Published date September 30, 2015

Global Warming and Hurricanes

  • Reviews existing scientific literature to address two frequently asked questions on global warming and hurricanes:
    • Have humans already caused a detectable increase in Atlantic hurricane activity or global tropical cyclone activity?
    • What changes in hurricane activity are expected for the late 21st century, given the pronounced global warming scenarios from current IPCC models?
  • Main conclusions find:
    • It is premature to conclude that human activities–and particularly greenhouse gas emissions that cause global warming–have already had a detectable impact on Atlantic hurricane or global tropical cyclone activity. That said, human activities may have already caused changes that are not yet detectable due to the small magnitude of the changes or observational limitations, or are model-estimated changes with considerable uncertainty (e.g., aerosol effects).
    • Anthropogenic warming by the end of the 21st century will likely cause tropical cyclones globally to be more intense on average (by 2 to 11% according to model projections for an IPCC A1B scenario). This change would imply an even larger percentage increase in the destructive potential per storm, assuming no reduction in storm size.
    • There are better than even odds that anthropogenic warming over the next century will lead to an increase in the occurrence of very intense tropical cyclone in some basins?an increase that would be substantially larger in percentage terms than the 2-11% increase in the average storm intensity.
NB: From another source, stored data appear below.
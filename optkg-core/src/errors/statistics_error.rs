//! Beta distribution evaluation errors.

use super::error_code::{self, OptKgErrorCode};

/// Errors that can occur when evaluating the Beta survival function.
#[derive(Debug, Clone, PartialEq, thiserror::Error)]
pub enum StatisticsError {
    #[error("Cannot build Beta({alpha}, {beta}): {message}")]
    InvalidShape {
        alpha: f64,
        beta: f64,
        message: String,
    },

    #[error("Survival of Beta({alpha}, {beta}) is not a probability: {value}")]
    OutOfRange { alpha: f64, beta: f64, value: f64 },
}

impl OptKgErrorCode for StatisticsError {
    fn error_code(&self) -> &'static str {
        error_code::STATISTICS_ERROR
    }
}
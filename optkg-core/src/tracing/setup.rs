//! Tracing initialization and configuration.

use std::sync::Once;

use tracing_subscriber::{fmt, prelude::*, EnvFilter};

use crate::constants::LOG_ENV_VAR;

static INIT: Once = Once::new();

/// Initialize the Opt-KG tracing/logging system.
///
/// Reads the `OPTKG_LOG` environment variable for per-module log levels.
/// Format: `OPTKG_LOG=optkg_allocation::policy=debug,optkg_allocation=info`
///
/// Falls back to `optkg=info` if `OPTKG_LOG` is not set or is invalid.
///
/// Idempotent: only the first call installs a subscriber.
pub fn init_tracing() {
    INIT.call_once(|| {
        let filter =
            EnvFilter::try_from_env(LOG_ENV_VAR).unwrap_or_else(|_| EnvFilter::new("optkg=info"));

        // A subscriber installed elsewhere (e.g. by a host binary) wins.
        let _ = tracing_subscriber::registry()
            .with(
                fmt::layer()
                    .with_target(true)
                    .with_file(true)
                    .with_line_number(true),
            )
            .with(filter)
            .try_init();
    });
}
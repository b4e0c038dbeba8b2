//! OptKgErrorCode trait for structured error reporting.

/// Trait for attaching a stable error code to every Opt-KG error.
/// Every error enum implements this so callers (logs, the experiment
/// binary, downstream tooling) can match on a code instead of a message.
pub trait OptKgErrorCode {
    /// Returns the error code string (e.g., "POOL_EXHAUSTED").
    fn error_code(&self) -> &'static str;

    /// Returns the formatted error string: `[ERROR_CODE] message`.
    fn coded_string(&self) -> String
    where
        Self: std::fmt::Display,
    {
        format!("[{}] {}", self.error_code(), self)
    }
}

// Error code constants.
pub const INVALID_LABEL: &str = "INVALID_LABEL";
pub const INVALID_PARAMETERS: &str = "INVALID_PARAMETERS";
pub const DEGENERATE_VARIANCE: &str = "DEGENERATE_VARIANCE";
pub const NON_POSITIVE_SHAPE: &str = "NON_POSITIVE_SHAPE";
pub const STATISTICS_ERROR: &str = "STATISTICS_ERROR";
pub const CACHE_ERROR: &str = "CACHE_ERROR";
pub const DATASET_ERROR: &str = "DATASET_ERROR";
pub const CONFIG_ERROR: &str = "CONFIG_ERROR";
pub const POOL_EXHAUSTED: &str = "POOL_EXHAUSTED";
pub const BUDGET_EXCEEDS_PAIRS: &str = "BUDGET_EXCEEDS_PAIRS";
pub const MISSING_PARAMETER: &str = "MISSING_PARAMETER";
pub const ALLOCATION_ERROR: &str = "ALLOCATION_ERROR";
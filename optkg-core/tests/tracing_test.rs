//! Tests for the Opt-KG tracing setup.

use std::sync::Mutex;

use optkg_core::tracing::init_tracing;

static TRACING_MUTEX: Mutex<()> = Mutex::new(());

#[test]
fn test_optkg_log_filter_accepted() {
    let _lock = TRACING_MUTEX.lock().unwrap();
    std::env::set_var("OPTKG_LOG", "optkg_allocation::policy=debug,optkg_core=warn");
    init_tracing();
    std::env::remove_var("OPTKG_LOG");
}

#[test]
fn test_init_tracing_idempotent() {
    let _lock = TRACING_MUTEX.lock().unwrap();
    init_tracing();
    init_tracing();
    tracing::info!(target: "optkg_core", "tracing initialised");
}
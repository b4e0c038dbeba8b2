//! Allocation loop errors.

use std::fmt;

use super::error_code::{self, OptKgErrorCode};
use super::{PosteriorError, StatisticsError};

/// Which parameter map a lookup missed.
#[derive(Debug, Clone, Copy, PartialEq, Eq)]
pub enum ParameterKind {
    Task,
    Worker,
}

impl fmt::Display for ParameterKind {
    fn fmt(&self, f: &mut fmt::Formatter<'_>) -> fmt::Result {
        f.write_str(match self {
            Self::Task => "task",
            Self::Worker => "worker",
        })
    }
}

/// Errors that can occur while selecting, observing, and updating.
/// Aggregates numerical errors via `From` conversions.
#[derive(Debug, thiserror::Error)]
pub enum AllocationError {
    #[error("Candidate pool is exhausted")]
    PoolExhausted,

    #[error("Budget {budget} exceeds the {available} available (task, worker) pairs")]
    BudgetExceedsPairs { budget: u64, available: usize },

    #[error("No {kind} parameters for {id}")]
    MissingParameter { kind: ParameterKind, id: String },

    #[error("No recorded response for task {task} at position {position}")]
    MissingResponse { task: String, position: usize },

    #[error("No live candidate for task {task} at position {position}")]
    CandidateNotFound { task: String, position: usize },

    #[error("Every remaining candidate was skipped as numerically degenerate")]
    NoViableCandidate,

    #[error("Allocation already terminated")]
    Terminated,

    #[error("Posterior update failed: {0}")]
    Posterior(#[from] PosteriorError),

    #[error("Survival evaluation failed: {0}")]
    Statistics(#[from] StatisticsError),
}

impl OptKgErrorCode for AllocationError {
    fn error_code(&self) -> &'static str {
        match self {
            Self::PoolExhausted | Self::NoViableCandidate => error_code::POOL_EXHAUSTED,
            Self::BudgetExceedsPairs { .. } => error_code::BUDGET_EXCEEDS_PAIRS,
            Self::MissingParameter { .. } | Self::MissingResponse { .. } => {
                error_code::MISSING_PARAMETER
            }
            Self::CandidateNotFound { .. } | Self::Terminated => error_code::ALLOCATION_ERROR,
            Self::Posterior(e) => e.error_code(),
            Self::Statistics(e) => e.error_code(),
        }
    }
}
This increase in intense storm occurrence is projected despite a likely decrease (or little change) in the global numbers of all tropical cyclones.
    • Anthropogenic warming by the end of the 21st century will likely cause tropical cyclones to have substantially higher rainfall rates than present-day ones, with a model-projected increase of about 10-15% for rainfall rates averaged within about 100 km of the storm center.